A press reception  for him at the Shannon Shamrock Inn was organized by Tom Monaghan of Bunratty Castle, County Clare. Showband singers Maisie McDaniel and Dermot O'Brien welcomed him on May 29, 1963. A photograph appeared in the Limerick Leader on June 1, 1963. Press coverage continued from May until Reeves' arrival with a photograph of the press reception in The Irish Press. Billboard magazine in the US also reported the tour before and after. The single "Welcome to My World" with the B/W side "Juanita" was released by RCA Victor during June 1963 and bought by the distributors Irish Records Factors Ltd. This scored the record number one while Reeves was there during June.

A number of accounts of his dances were given in the local newspapers, with a good one in The Kilkenny People of his dance in the Mayfair Ballroom, where 1,700 people were present. A photograph in The Donegal Democrat had Reeves' singing in the Pavesi Ball Room on June 7, 1963, and an account of his nonappearance on stage in The Diamond, Kiltimagh, County Mayo in The Western People representing how the tour went in different areas.

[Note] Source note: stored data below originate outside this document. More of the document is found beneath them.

//! Ports and Adapters Infrastructure
//!
//! This module provides the foundational types for implementing the hexagonal
//! architecture (ports and adapters) pattern across all domain modules.
//!
//! # Architecture Overview
//!
//! ```text
//! ┌─────────────────────────────────────────────────────────────┐
//! │                     Interface Layer                          │
//! │                  (HTTP handlers / flows)                     │
//! └─────────────────────────────────────────────────────────────┘
//!                              │
//!                              ▼
//! ┌─────────────────────────────────────────────────────────────┐
//! │                      Port Traits                             │
//! │   (ProposalDirectory, ReportStore, OperationPort, ...)      │
//! │   Defined in each domain, depend only on core_kernel         │
//! └─────────────────────────────────────────────────────────────┘
//!                              ▲
//!                              │
//!                 ┌────────────┴────────────┐
//!                 │    Gateway Adapter      │
//!                 │  (REST calls to the     │
//!                 │   upstream proposal API)│
//!                 └─────────────────────────┘
//! ```
//!
//! # Usage
//!
//! Each domain defines its own port trait that extends the marker traits here.
//! The gateway crate implements those traits against the upstream API; test
//! fakes implement them in memory.
//!
//! ```rust,ignore
//! // In domain_proposal/src/ports.rs
//! #[async_trait]
//! pub trait ProposalDirectory: DomainPort {
//!     async fn proposal(&self, token: &str, id: ProposalId) -> Result<Proposal, PortError>;
//! }
//!
//! // In infra_gateway - the upstream adapter
//! impl ProposalDirectory for ProposalApiGateway { ... }
//! ```

use std::fmt;
use thiserror::Error;
use serde::{Deserialize, Serialize};

/// Error type for port operations
///
/// Provides a unified error type that all port implementations must use,
/// ensuring consistent error handling across adapters.
#[derive(Debug, Error)]
pub enum PortError {
    /// The requested entity was not found
    #[error("Not found: {entity_type} with id {id}")]
    NotFound {
        entity_type: String,
        id: String,
    },

    /// A validation error occurred, or the upstream refused the operation
    #[error("Validation error: {message}")]
    Validation {
        message: String,
        field: Option<String>,
    },

    /// The operation conflicts with existing data
    #[error("Conflict: {message}")]
    Conflict {
        message: String,
    },

    /// Connection to the underlying system failed
    #[error("Connection error: {message}")]
    Connection {
        message: String,
        #[source]
        source: Option<Box<dyn std::error::Error + Send + Sync>>,
    },

    /// The operation timed out
    #[error("Timeout after {duration_ms}ms: {operation}")]
    Timeout {
        operation: String,
        duration_ms: u64,
    },

    /// Authentication or authorization failed; the session is no longer usable
    #[error("Unauthorized: {message}")]
    Unauthorized {
        message: String,
    },

    /// Rate limit exceeded for the upstream API
    #[error("Rate limited: retry after {retry_after_secs}s")]
    RateLimited {
        retry_after_secs: u64,
    },

    /// The upstream system is unavailable
    #[error("Service unavailable: {service}")]
    ServiceUnavailable {
        service: String,
    },

    /// A data transformation error occurred
    #[error("Transformation error: {message}")]
    Transformation {
        message: String,
    },

    /// An internal error occurred
    #[error("Internal error: {message}")]
    Internal {
        message: String,
        #[source]
        source: Option<Box<dyn std::error::Error + Send + Sync>>,
    },
}

impl PortError {
    /// Creates a NotFound error
    pub fn not_found(entity_type: impl Into<String>, id: impl fmt::Display) -> Self {
        PortError::NotFound {
            entity_type: entity_type.into(),
            id: id.to_string(),
        }
    }

    /// Creates a Validation error
    pub fn validation(message: impl Into<String>) -> Self {
        PortError::Validation {
            message: message.into(),
            field: None,
        }
    }

    /// Creates a Validation error with field information
    pub fn validation_field(message: impl Into<String>, field: impl Into<String>) -> Self {
        PortError::Validation {
            message: message.into(),
            field: Some(field.into()),
        }
    }

    /// Creates a Connection error
    pub fn connection(message: impl Into<String>) -> Self {
        PortError::Connection {
            message: message.into(),
            source: None,
        }
    }

    /// Creates an Unauthorized error
    pub fn unauthorized(message: impl Into<String>) -> Self {
        PortError::Unauthorized {
            message: message.into(),
        }
    }

    /// Creates a Transformation error
    pub fn transformation(message: impl Into<String>) -> Self {
        PortError::Transformation {
            message: message.into(),
        }
    }

    /// Creates an Internal error
    pub fn internal(message: impl Into<String>) -> Self {
        PortError::Internal {
            message: message.into(),
            source: None,
        }
    }

    /// Returns true if this error indicates a transient upstream failure.
    /// No retry happens here; callers only use this to choose the generic
    /// "could not connect" presentation.
    pub fn is_transient(&self) -> bool {
        matches!(
            self,
            PortError::Connection { .. }
                | PortError::Timeout { .. }
                | PortError::RateLimited { .. }
                | PortError::ServiceUnavailable { .. }
        )
    }

    /// Returns true if this error indicates the entity was not found
    pub fn is_not_found(&self) -> bool {
        matches!(self, PortError::NotFound { .. })
    }

    /// Returns true if the session must be discarded
    pub fn is_unauthorized(&self) -> bool {
        matches!(self, PortError::Unauthorized { .. })
    }
}

/// Marker trait for all domain ports
///
/// All port traits should extend this marker to ensure they are
/// thread-safe and can be used in async contexts.
pub trait DomainPort: Send + Sync + 'static {}

/// Health status for an adapter
#[derive(Debug, Clone, Copy, PartialEq, Eq, Serialize, Deserialize)]
#[serde(rename_all = "snake_case")]
pub enum AdapterHealth {
    /// Adapter is healthy and operational
    Healthy,
    /// Adapter is degraded but operational
    Degraded,
    /// Adapter is unhealthy and not operational
    Unhealthy,
    /// Health status is unknown
    Unknown,
}

/// Health check result for an adapter
#[derive(Debug, Clone, Serialize, Deserialize)]
pub struct HealthCheckResult {
    /// Adapter identifier
    pub adapter_id: String,
    /// Current health status
    pub status: AdapterHealth,
    /// Latency of the health check in milliseconds
    pub latency_ms: u64,
    /// Optional message with additional details
    pub message: Option<String>,
    /// Timestamp of the health check
    pub checked_at: chrono::DateTime<chrono::Utc>,
}

/// Trait for adapters that support health checks
#[async_trait::async_trait]
pub trait HealthCheckable: Send + Sync {
    /// Performs a health check on the adapter
    async fn health_check(&self) -> HealthCheckResult;
}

He planned to record an album of popular Irish songs, and had three number-one songs in Ireland during 1963 and 1964: "Welcome to My World", "I Love You Because", and "I Won't Forget You". The last two are estimated to have sold 860,000 and 750,000, respectively, in Britain alone, excluding Ireland. Reeves had 11 songs in the Irish charts from 1962 to 1967. He recorded two Irish ballads, "Danny Boy" and "Maureen". "He'll Have to Go" was his most popular song there and was at number one and on the charts for months. He was one of the most popular recording artists in Ireland, in the first 10 after the Beatles, Elvis Presley, and Cliff Richard.

He was permitted to perform in Ireland by the Irish Federation of Musicians on the condition that he share the bill with Irish show bands, becoming popular by 1963. The British Musicians' Union would not permit him to perform there, because no agreement existed for British show bands to travel to America, in exchange for the Blue Boys playing in Britain. Reeves did, however, perform for British radio and TV programmes.

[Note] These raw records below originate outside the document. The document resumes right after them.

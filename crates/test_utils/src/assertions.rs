//! Custom Test Assertions
//!
//! Assertion helpers for domain types that give more meaningful error
//! messages than the standard macros.

use domain_proposal::validation::ValidationResult;
use domain_proposal::{Proposal, ProposalStatus};

/// Asserts that the input passed validation
///
/// # Panics
///
/// Panics with the collected field errors when validation failed
pub fn assert_valid(result: &ValidationResult) {
    assert!(
        result.is_valid,
        "expected valid input, got errors: {:?}",
        result.errors
    );
}

/// Asserts that a specific field was rejected with the given message
pub fn assert_field_error(result: &ValidationResult, field: &str, message: &str) {
    assert!(
        !result.is_valid,
        "expected a rejection for field {field}, but the input passed"
    );
    match result.error_for(field) {
        Some(actual) => assert_eq!(
            actual, message,
            "field {field} was rejected with a different message"
        ),
        None => panic!(
            "no error recorded for field {field}; errors: {:?}",
            result.errors
        ),
    }
}

/// Asserts the proposal's MIP-lane status
pub fn assert_status(proposal: &Proposal, expected: ProposalStatus) {
    assert_eq!(
        proposal.status_code(),
        expected,
        "proposal {} sits at {:?} (code {}), expected {:?}",
        proposal.uid,
        proposal.status_code(),
        proposal.status.id,
        expected
    );
}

During the 1960s, at the early stage of his career, Elton John performed at various pubs in England, frequently playing songs by Reeves.

Norway
Reeves played at the sports arena Njårdhallen, Oslo, on April 16, 1964, with Bobby Bare, Chet Atkins, the Blue Boys, and the Anita Kerr Singers. They performed two concerts; the second was televised and recorded by  Norwegian network NRK (Norsk Rikskringkasting, the only one in Norway at the time). The complete concert, however, was not recorded, including some of Reeves' last songs. He reportedly performed "You're the Only Good Thing (That's Happened to Me)" in this section. The program has been repeated on NRK several times over the years.

His first success in Norway, "He'll Have to Go", scored number one in the top 10 and scored the chart for 29 weeks. "I Love You Because" was his greatest success in Norway, scoring number one during 1964 and on the list for 39 weeks. His albums spent 696 weeks in the Norwegian top-20 chart, making him one of the most popular music artists in the history of Norway.

Last recording session
Reeves' last two recording sessions for RCA Victor were held July 2, 1964; they produced the songs "Make the World Go Away", "Missing You", and "Is It Really Over?"  When the session ended with some time remaining on the schedule, Reeves suggested that he should record one more song. He taped "I Can't Stop Loving You", in what was to be his final RCA recording.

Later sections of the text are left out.